§ **Problem statement**
Wherever "sources" appears in a line of the records below, count that line, and report only the number.

┌─ Data under study

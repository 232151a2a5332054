//! UI rendering for the runnel demo shell
//!
//! Pure view code: [`ViewState`] carries what the event loop learned from
//! its subscriptions and [`render`] draws it. No stream types in here.
//! The screen is a logo header, the live counter cell, a keybind footer
//! and a transient toast for each greeting.

use ratatui::{
    layout::{Alignment, Constraint, Direction, Layout, Rect},
    style::{Color, Modifier, Style},
    text::{Line, Span},
    widgets::{Block, Borders, Clear, Paragraph},
    Frame,
};

// ============================================================================
// Color Theme
// ============================================================================

/// Primary border color
pub const COLOR_BORDER: Color = Color::DarkGray;

/// Accent color for the counter value and key hints
pub const COLOR_ACCENT: Color = Color::Cyan;

/// Dim text for less important info
pub const COLOR_DIM: Color = Color::DarkGray;

/// Toast text color
pub const COLOR_TOAST: Color = Color::Yellow;

// ============================================================================
// Logo
// ============================================================================

const RUNNEL_LOGO: &[&str] = &[
    "┬─┐┬ ┬┌┐┌┌┐┌┌─┐┬  ",
    "├┬┘│ │││││││├┤ │  ",
    "┴└─└─┘┘└┘┘└┘└─┘┴─┘",
];

const SPINNER: &[&str] = &["⠋", "⠙", "⠸", "⠴", "⠦", "⠇"];

/// Ticks a toast stays visible, roughly two seconds at the 16ms cadence.
const TOAST_TICKS: u32 = 125;

// ============================================================================
// View state
// ============================================================================

/// What the shell knows how to draw.
pub struct ViewState {
    counter: u64,
    toast: Option<(String, u32)>,
    tick_count: u64,
    /// Set whenever something visible changed; the loop clears it on draw.
    pub dirty: bool,
}

impl ViewState {
    pub fn new(counter: u64) -> Self {
        Self {
            counter,
            toast: None,
            tick_count: 0,
            dirty: true,
        }
    }

    pub fn set_counter(&mut self, value: u64) {
        if self.counter != value {
            self.counter = value;
            self.dirty = true;
        }
    }

    /// Show a greeting. One display per value, a newer one replaces it.
    pub fn show_toast(&mut self, message: String) {
        self.toast = Some((message, TOAST_TICKS));
        self.dirty = true;
    }

    /// Advance animations by one frame tick.
    pub fn tick(&mut self) {
        self.tick_count = self.tick_count.wrapping_add(1);
        self.dirty = true;
        if let Some((_, remaining)) = &mut self.toast {
            *remaining -= 1;
            if *remaining == 0 {
                self.toast = None;
            }
        }
    }
}

// ============================================================================
// Rendering
// ============================================================================

/// Draw one frame.
pub fn render(f: &mut Frame, view: &ViewState) {
    let area = f.area();
    let rows = Layout::default()
        .direction(Direction::Vertical)
        .constraints([
            Constraint::Length(RUNNEL_LOGO.len() as u16 + 1),
            Constraint::Min(5),
            Constraint::Length(3),
        ])
        .split(area);

    render_logo(f, rows[0]);
    render_counter(f, view, rows[1]);
    render_footer(f, view, rows[2]);

    if let Some((message, _)) = &view.toast {
        render_toast(f, area, message);
    }
}

fn render_logo(f: &mut Frame, area: Rect) {
    let lines: Vec<Line> = RUNNEL_LOGO
        .iter()
        .map(|row| Line::from(Span::styled(*row, Style::default().fg(COLOR_ACCENT))))
        .collect();
    f.render_widget(Paragraph::new(lines).alignment(Alignment::Center), area);
}

fn render_counter(f: &mut Frame, view: &ViewState, area: Rect) {
    let block = Block::default()
        .borders(Borders::ALL)
        .border_style(Style::default().fg(COLOR_BORDER))
        .title(" counter cell ");
    let text = vec![
        Line::from(""),
        Line::from(Span::styled(
            view.counter.to_string(),
            Style::default()
                .fg(COLOR_ACCENT)
                .add_modifier(Modifier::BOLD),
        )),
        Line::from(""),
        Line::from(Span::styled(
            "space / + / enter increments",
            Style::default().fg(COLOR_DIM),
        )),
    ];
    f.render_widget(
        Paragraph::new(text).block(block).alignment(Alignment::Center),
        area,
    );
}

fn render_footer(f: &mut Frame, view: &ViewState, area: Rect) {
    let spinner = SPINNER[(view.tick_count as usize) % SPINNER.len()];
    let line = Line::from(vec![
        Span::styled(
            format!(" {spinner} demos running"),
            Style::default().fg(COLOR_DIM),
        ),
        Span::raw("   "),
        Span::styled("h", Style::default().fg(COLOR_ACCENT)),
        Span::styled(" greetings  ", Style::default().fg(COLOR_DIM)),
        Span::styled("n", Style::default().fg(COLOR_ACCENT)),
        Span::styled(" notify  ", Style::default().fg(COLOR_DIM)),
        Span::styled("q", Style::default().fg(COLOR_ACCENT)),
        Span::styled(" quit", Style::default().fg(COLOR_DIM)),
    ]);
    f.render_widget(
        Paragraph::new(line).block(
            Block::default()
                .borders(Borders::ALL)
                .border_style(Style::default().fg(COLOR_BORDER)),
        ),
        area,
    );
}

fn render_toast(f: &mut Frame, area: Rect, message: &str) {
    let width = (message.chars().count() as u16 + 4).min(area.width);
    let toast_area = Rect {
        x: area.x + area.width.saturating_sub(width + 1),
        y: area.y + 1,
        width,
        height: 3.min(area.height),
    };
    f.render_widget(Clear, toast_area);
    f.render_widget(
        Paragraph::new(Line::from(Span::styled(
            message,
            Style::default()
                .fg(COLOR_TOAST)
                .add_modifier(Modifier::BOLD),
        )))
        .alignment(Alignment::Center)
        .block(
            Block::default()
                .borders(Borders::ALL)
                .border_style(Style::default().fg(COLOR_TOAST)),
        ),
        toast_area,
    );
}
use runnel::coordinator::Coordinator;
use runnel::dispatch::DefaultDispatchers;
use runnel::ui::{self, ViewState};

use color_eyre::Result;
use crossterm::{
    cursor::Show,
    event::{Event, EventStream, KeyCode, KeyEventKind, KeyModifiers},
    execute,
    terminal::{disable_raw_mode, enable_raw_mode, EnterAlternateScreen, LeaveAlternateScreen},
};
use futures::StreamExt;
use ratatui::{backend::CrosstermBackend, Terminal};
use std::io;
use std::sync::Arc;
use tracing::info;
use tracing_subscriber::EnvFilter;

const VERSION: &str = env!("CARGO_PKG_VERSION");

/// The pipeline logs land here; the terminal itself belongs to the TUI.
const LOG_FILE: &str = "runnel.log";

fn main() -> Result<()> {
    // Handle --version flag before any initialization
    if std::env::args().any(|arg| arg == "--version") {
        println!("runnel {}", VERSION);
        std::process::exit(0);
    }

    color_eyre::install()?;

    // Setup panic hook to ensure terminal cleanup on panic
    setup_panic_hook();

    // Every tracing event the demos emit goes to the log file; watch it
    // with `tail -f runnel.log` next to the TUI. RUST_LOG filters apply.
    let log_file = std::fs::File::create(LOG_FILE)?;
    tracing_subscriber::fmt()
        .with_env_filter(
            EnvFilter::try_from_default_env().unwrap_or_else(|_| EnvFilter::new("runnel=debug")),
        )
        .with_writer(Arc::new(log_file))
        .with_ansi(false)
        .init();

    // One runtime for the whole application; it doubles as the `main`
    // execution context.
    let runtime = tokio::runtime::Runtime::new()?;
    let dispatchers = Arc::new(DefaultDispatchers::new(runtime.handle().clone())?);

    // Construction starts every background demo; their output is in the log.
    let coordinator = Coordinator::new(dispatchers);
    info!(stage = "lifecycle", version = VERSION, "demos started");

    // Setup terminal
    enable_raw_mode()?;
    let mut stdout = io::stdout();
    execute!(stdout, EnterAlternateScreen)?;

    let backend = CrosstermBackend::new(stdout);
    let mut terminal = Terminal::new(backend)?;
    terminal.clear()?;

    // Main event loop
    let result = runtime.block_on(run_app(&mut terminal, &coordinator));

    // Stop every background producer before the terminal goes back
    runtime.block_on(coordinator.shutdown());

    restore_terminal(&mut terminal)?;
    result
}

/// Setup panic hook to restore terminal on panic
fn setup_panic_hook() {
    let original_hook = std::panic::take_hook();
    std::panic::set_hook(Box::new(move |panic_info| {
        // Try to restore terminal state
        let _ = disable_raw_mode();
        let _ = execute!(io::stdout(), LeaveAlternateScreen);
        let _ = execute!(io::stdout(), Show);

        // Call the original panic hook
        original_hook(panic_info);
    }));
}

/// Restore terminal to normal mode
fn restore_terminal<B: ratatui::backend::Backend + std::io::Write>(
    terminal: &mut Terminal<B>,
) -> Result<()>
where
    B::Error: Send + Sync + 'static,
{
    disable_raw_mode()?;
    execute!(terminal.backend_mut(), LeaveAlternateScreen)?;
    terminal.show_cursor()?;
    Ok(())
}

async fn run_app<B: ratatui::backend::Backend>(
    terminal: &mut Terminal<B>,
    coordinator: &Coordinator,
) -> Result<()>
where
    B::Error: Send + Sync + 'static,
{
    // Create async event stream for keyboard input
    let mut event_stream = EventStream::new();

    // The two subscriptions the shell renders: the counter cell replays its
    // current value first, the greeting channel only yields what is
    // published while we listen.
    let mut counter_values = coordinator.counter().subscribe();
    let mut greetings = coordinator.greetings().subscribe();

    let mut view = ViewState::new(coordinator.counter().read());

    // The greeting run starts with the shell, so the first toasts appear
    // without any keypress.
    coordinator.say_hello();

    loop {
        // Draw the UI only when needed
        if view.dirty {
            terminal.draw(|f| ui::render(f, &view))?;
            view.dirty = false;
        }

        // 16ms tick for the spinner and toast timers
        let timeout = tokio::time::sleep(std::time::Duration::from_millis(16));

        tokio::select! {
            _ = timeout => {
                view.tick();
            }

            // Counter cell subscription: replay-first, then every write
            value = counter_values.next() => {
                if let Some(Ok(value)) = value {
                    view.set_counter(value);
                }
            }

            // Greeting broadcast: one transient toast per value
            greeting = greetings.next() => {
                if let Some(Ok(greeting)) = greeting {
                    info!(stage = "toast", message = %greeting, "greeting displayed");
                    view.show_toast(greeting);
                }
            }

            // Handle keyboard events
            event_result = event_stream.next() => {
                if let Some(Ok(event)) = event_result {
                    match event {
                        Event::Resize(_, _) => {
                            view.dirty = true;
                        }
                        Event::Key(key) if key.kind == KeyEventKind::Press => {
                            match key.code {
                                KeyCode::Char('c') if key.modifiers.contains(KeyModifiers::CONTROL) => {
                                    return Ok(());
                                }
                                KeyCode::Char('q') | KeyCode::Esc => {
                                    return Ok(());
                                }
                                KeyCode::Char(' ') | KeyCode::Char('+') | KeyCode::Enter => {
                                    coordinator.increment_counter();
                                }
                                KeyCode::Char('h') => {
                                    coordinator.say_hello();
                                }
                                KeyCode::Char('n') => {
                                    coordinator.trigger_notification();
                                }
                                _ => {}
                            }
                        }
                        _ => {}
                    }
                }
            }
        }
    }
}
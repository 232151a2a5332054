//! The demo sequences.
//!
//! Concrete cold sources used by the coordinator demos and the
//! integration tests: a countdown, a two-value pair, a meal with uneven
//! preparation pauses, and the successor sequence the flattening demos
//! nest under each pair value.

use std::time::Duration;

use crate::source::ColdSource;

/// Default countdown start value.
pub const COUNTDOWN_START: i64 = 5;

/// Default pacing between countdown ticks.
pub const COUNTDOWN_STEP: Duration = Duration::from_millis(250);

/// Default gap inside [`pair`] and [`successors`].
pub const PAIR_GAP: Duration = Duration::from_millis(250);

/// Countdown from `start` to zero inclusive, one value per `step`.
///
/// The first value is emitted immediately on subscription. A `start`
/// below zero yields that single value and completes.
pub fn countdown(start: i64, step: Duration) -> ColdSource<i64> {
    ColdSource::new(|script| {
        let mut current = start;
        loop {
            script.emit(current);
            if current <= 0 {
                break;
            }
            current -= 1;
            script.pause(step);
        }
    })
}

/// `1`, a pause of `gap`, then `2`.
pub fn pair(gap: Duration) -> ColdSource<i64> {
    ColdSource::new(|script| {
        script.emit(1);
        script.pause(gap);
        script.emit(2);
    })
}

/// The two successors of `value`, separated by `gap`.
pub fn successors(value: i64, gap: Duration) -> ColdSource<i64> {
    ColdSource::new(move |script| {
        script.emit(value + 1);
        script.pause(gap);
        script.emit(value + 2);
    })
}

/// Three meal courses, each preceded by its preparation pause.
pub fn meal_courses() -> ColdSource<&'static str> {
    ColdSource::new(|script| {
        script.pause(Duration::from_millis(50));
        script.emit("Appetizer");
        script.pause(Duration::from_millis(200));
        script.emit("Main Dish");
        script.pause(Duration::from_millis(20));
        script.emit("Dessert");
    })
}
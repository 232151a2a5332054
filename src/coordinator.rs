//! Owner and lifetime scope for the stream demos.
//!
//! [`Coordinator`] owns the counter cell, both broadcast channels and every
//! background consumption task. Construction attaches the notification
//! subscriber pair, publishes the one-shot hot payload and spawns one
//! fire-and-forget task per pipeline demo, each tied to the coordinator's
//! cancel scope. [`Coordinator::shutdown`] cancels the scope and waits for
//! the tasks to wind down; dropping without a shutdown still cancels.
//!
//! # Example
//!
//! ```ignore
//! let dispatchers = Arc::new(DefaultDispatchers::from_current()?);
//! let coordinator = Coordinator::new(dispatchers);
//! coordinator.say_hello();
//! coordinator.increment_counter();
//! coordinator.shutdown().await;
//! ```

use std::fmt;
use std::future::Future;
use std::sync::{Arc, Mutex, MutexGuard};
use std::time::Duration;

use tokio::runtime::Handle;
use tokio::task::JoinHandle;
use tokio::time::sleep;
use tracing::{debug, info, warn};

use crate::broadcast::Broadcast;
use crate::cancel::Canceller;
use crate::cell::StateCell;
use crate::dispatch::Dispatchers;
use crate::emissions::Delivery;
use crate::error::StreamResult;
use crate::sequences::{self, COUNTDOWN_START, COUNTDOWN_STEP, PAIR_GAP};

/// Greeting script published by [`Coordinator::say_hello`].
pub const GREETINGS: [&str; 5] = [
    "Good Morning!",
    "Guten Morgen!",
    "Ohayo Gozaimasu!",
    "Sabah Alkhayr!",
    "Selamat Pagi!",
];

/// Pause between greeting publications.
pub const GREETING_GAP: Duration = Duration::from_millis(500);

/// One-shot payload for the notification channel.
pub const HOT_PAYLOAD: &str = "HOT! THE FLOW IS SO HOT!";

const FIRST_SUBSCRIBER_DELAY: Duration = Duration::from_millis(200);
const SECOND_SUBSCRIBER_DELAY: Duration = Duration::from_millis(300);
const EATING_TIME: Duration = Duration::from_millis(300);

/// Owns the demo sources and every task consuming them.
///
/// All tasks run under one cancel scope. The counter cell and the greeting
/// channel are exposed for external subscription; everything else talks to
/// the log.
pub struct Coordinator {
    dispatchers: Arc<dyn Dispatchers>,
    counter: StateCell<u64>,
    greetings: Broadcast<String>,
    notifications: Broadcast<String>,
    canceller: Canceller,
    tasks: Mutex<Vec<JoinHandle<()>>>,
}

impl Coordinator {
    /// Build the coordinator and start its background demos.
    ///
    /// The two notification subscribers attach before the initial publish,
    /// so the one-shot payload lands in both queues even though neither
    /// consumer has started draining yet.
    pub fn new(dispatchers: Arc<dyn Dispatchers>) -> Self {
        let coordinator = Self {
            dispatchers,
            counter: StateCell::new(0),
            greetings: Broadcast::new(),
            notifications: Broadcast::new(),
            canceller: Canceller::new(),
            tasks: Mutex::new(Vec::new()),
        };

        coordinator.spawn_notification_subscriber("first", FIRST_SUBSCRIBER_DELAY);
        coordinator.spawn_notification_subscriber("second", SECOND_SUBSCRIBER_DELAY);
        coordinator.trigger_notification();

        let main = coordinator.dispatchers.main();
        let io = coordinator.dispatchers.io();
        let compute = coordinator.dispatchers.compute();
        coordinator.spawn_demo(&main, countdown_demo());
        coordinator.spawn_demo(&main, operator_chain_demo());
        coordinator.spawn_demo(&compute, terminal_aggregation_demo());
        coordinator.spawn_demo(&main, flatten_concat_demo());
        coordinator.spawn_demo(&main, flatten_merge_demo());
        coordinator.spawn_demo(&main, flatten_latest_demo());
        coordinator.spawn_demo(&io, meal_service_demo(Delivery::Buffer));
        coordinator.spawn_demo(&io, meal_service_demo(Delivery::Conflate));
        coordinator.spawn_demo(&io, meal_service_demo(Delivery::Latest));

        coordinator
    }

    // ===== Operations =====

    /// Add one to the counter cell and return the new value.
    pub fn increment_counter(&self) -> u64 {
        self.counter.update(|count| count + 1);
        let value = self.counter.read();
        debug!(stage = "counter", value, "counter incremented");
        value
    }

    /// Publish the greeting script in the background, one value per
    /// [`GREETING_GAP`]. Only subscribers attached during the run see any
    /// of it.
    pub fn say_hello(&self) {
        let greetings = self.greetings.clone();
        let token = self.canceller.token();
        let handle = self.dispatchers.main().spawn(async move {
            let script = async {
                for greeting in GREETINGS {
                    let delivered = greetings.publish(greeting.to_string());
                    debug!(stage = "greetings", greeting, delivered, "greeting published");
                    sleep(GREETING_GAP).await;
                }
            };
            tokio::select! {
                biased;
                _ = token.cancelled() => debug!(stage = "greetings", "greeting run cancelled"),
                _ = script => debug!(stage = "greetings", "greeting run complete"),
            }
        });
        self.lock_tasks().push(handle);
    }

    /// Publish the one-shot hot payload, returning how many subscribers
    /// received it. Zero means the value was dropped on the floor.
    pub fn trigger_notification(&self) -> usize {
        let delivered = self.notifications.publish(HOT_PAYLOAD.to_string());
        debug!(stage = "hot", delivered, "notification published");
        delivered
    }

    /// Counter cell, for synchronous reads and UI subscriptions.
    pub fn counter(&self) -> &StateCell<u64> {
        &self.counter
    }

    /// Greeting channel, for toast subscriptions.
    pub fn greetings(&self) -> &Broadcast<String> {
        &self.greetings
    }

    /// Notification channel.
    pub fn notifications(&self) -> &Broadcast<String> {
        &self.notifications
    }

    /// Cancel the scope and wait for every background task to finish.
    ///
    /// Production stops at each task's next suspension point; nothing
    /// outlives the drain.
    pub async fn shutdown(&self) {
        self.canceller.cancel();
        let drained: Vec<JoinHandle<()>> = {
            let mut tasks = self.lock_tasks();
            tasks.drain(..).collect()
        };
        debug!(stage = "lifecycle", tasks = drained.len(), "draining background tasks");
        for task in drained {
            if let Err(error) = task.await {
                if !error.is_cancelled() {
                    warn!(stage = "lifecycle", %error, "background task failed");
                }
            }
        }
        debug!(stage = "lifecycle", "coordinator stopped");
    }

    // ===== Internals =====

    fn spawn_notification_subscriber(&self, name: &'static str, delay: Duration) {
        let subscription = self.notifications.subscribe();
        let token = self.canceller.token();
        let handle = self.dispatchers.io().spawn(async move {
            let outcome = subscription
                .until_cancelled(token)
                .consume(Delivery::Direct, move |payload| async move {
                    sleep(delay).await;
                    info!(stage = "hot", subscriber = name, payload = %payload, "notification received");
                })
                .await;
            log_outcome("hot-subscriber", outcome);
        });
        self.lock_tasks().push(handle);
    }

    fn spawn_demo<F>(&self, runtime: &Handle, demo: F)
    where
        F: Future<Output = ()> + Send + 'static,
    {
        let token = self.canceller.token();
        let handle = runtime.spawn(async move {
            tokio::select! {
                biased;
                _ = token.cancelled() => {}
                _ = demo => {}
            }
        });
        self.lock_tasks().push(handle);
    }

    fn lock_tasks(&self) -> MutexGuard<'_, Vec<JoinHandle<()>>> {
        self.tasks
            .lock()
            .unwrap_or_else(|poisoned| poisoned.into_inner())
    }
}

// ===== Consumption demos =====

/// Log every countdown tick.
async fn countdown_demo() {
    let outcome = sequences::countdown(COUNTDOWN_START, COUNTDOWN_STEP)
        .subscribe()
        .collect_each(|value| info!(stage = "countdown", value, "tick"))
        .await;
    log_outcome("countdown", outcome);
}

/// Square the even ticks.
async fn operator_chain_demo() {
    let outcome = sequences::countdown(COUNTDOWN_START, COUNTDOWN_STEP)
        .subscribe()
        .filter(|value| value % 2 == 0)
        .map(|value| value * value)
        .on_each(|square| debug!(stage = "operators", square = *square, "passing downstream"))
        .collect_each(|square| info!(stage = "operators", square, "even square"))
        .await;
    log_outcome("operators", outcome);
}

/// Count, reduce and fold over full countdown runs.
async fn terminal_aggregation_demo() {
    let even_count = sequences::countdown(COUNTDOWN_START, COUNTDOWN_STEP)
        .subscribe()
        .count_where(|value| value % 2 == 0)
        .await;
    log_terminal("count", even_count);

    let odd_sum = sequences::countdown(COUNTDOWN_START, COUNTDOWN_STEP)
        .subscribe()
        .filter(|value| value % 2 != 0)
        .reduce(|total, value| total + value)
        .await;
    log_terminal("reduce", odd_sum);

    let seeded_sum = sequences::countdown(COUNTDOWN_START, COUNTDOWN_STEP)
        .subscribe()
        .filter(|value| value % 2 != 0)
        .fold(100, |total, value| total + value)
        .await;
    log_terminal("fold", seeded_sum);
}

async fn flatten_concat_demo() {
    let outcome = sequences::pair(PAIR_GAP)
        .subscribe()
        .flatten_concat(|value| sequences::successors(value, PAIR_GAP))
        .collect_each(|value| info!(stage = "flatten-concat", value, "emission"))
        .await;
    log_outcome("flatten-concat", outcome);
}

async fn flatten_merge_demo() {
    let outcome = sequences::pair(PAIR_GAP)
        .subscribe()
        .flatten_merge(|value| sequences::successors(value, PAIR_GAP))
        .collect_each(|value| info!(stage = "flatten-merge", value, "emission"))
        .await;
    log_outcome("flatten-merge", outcome);
}

async fn flatten_latest_demo() {
    let outcome = sequences::pair(PAIR_GAP)
        .subscribe()
        .flatten_latest(|value| sequences::successors(value, PAIR_GAP))
        .collect_each(|value| info!(stage = "flatten-latest", value, "emission"))
        .await;
    log_outcome("flatten-latest", outcome);
}

/// Serve three courses to a slow eater under `policy`.
async fn meal_service_demo(policy: Delivery) {
    let stage = meal_stage(policy);
    let outcome = sequences::meal_courses()
        .subscribe()
        .on_each(move |course| info!(stage, course = *course, "serving"))
        .consume(policy, move |course| async move {
            info!(stage, course, "now eating");
            sleep(EATING_TIME).await;
            info!(stage, course, "finished eating");
        })
        .await;
    log_outcome(stage, outcome);
}

fn meal_stage(policy: Delivery) -> &'static str {
    match policy {
        Delivery::Direct => "meals-direct",
        Delivery::Buffer => "meals-buffer",
        Delivery::Conflate => "meals-conflate",
        Delivery::Latest => "meals-latest",
    }
}

fn log_outcome(stage: &'static str, outcome: StreamResult<()>) {
    match outcome {
        Ok(()) => debug!(stage, "run complete"),
        Err(error) if error.is_cancellation() => debug!(stage, "run cancelled"),
        Err(error) => warn!(stage, %error, "run failed"),
    }
}

fn log_terminal<T: fmt::Debug>(stage: &'static str, outcome: StreamResult<T>) {
    match outcome {
        Ok(value) => info!(stage, result = ?value, "terminal result"),
        Err(error) if error.is_cancellation() => debug!(stage, "run cancelled"),
        Err(error) => warn!(stage, %error, "terminal failed"),
    }
}

#[cfg(test)]
mod tests {
    use super::*;
    use crate::dispatch::TestDispatchers;
    use futures::StreamExt;

    fn coordinator() -> Coordinator {
        Coordinator::new(Arc::new(TestDispatchers))
    }

    #[tokio::test(start_paused = true)]
    async fn test_increment_counter_is_read_back() {
        let coordinator = coordinator();
        assert_eq!(coordinator.counter().read(), 0);

        coordinator.increment_counter();
        coordinator.increment_counter();
        assert_eq!(coordinator.increment_counter(), 3);
        assert_eq!(coordinator.counter().read(), 3);

        coordinator.shutdown().await;
    }

    #[tokio::test(start_paused = true)]
    async fn test_trigger_notification_counts_live_subscribers() {
        let coordinator = coordinator();

        // Two internal subscribers plus this one.
        let mut outside = coordinator.notifications().subscribe();
        assert_eq!(coordinator.trigger_notification(), 3);
        assert_eq!(outside.next().await, Some(Ok(HOT_PAYLOAD.to_string())));

        coordinator.shutdown().await;
    }

    #[tokio::test(start_paused = true)]
    async fn test_shutdown_detaches_internal_subscribers() {
        let coordinator = coordinator();
        coordinator.shutdown().await;

        // The subscriber tasks are gone, so a publish reaches no one.
        assert_eq!(coordinator.trigger_notification(), 0);

        // A second shutdown finds nothing left to drain.
        coordinator.shutdown().await;
    }
}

└─

§ **Solution to this exercise**
2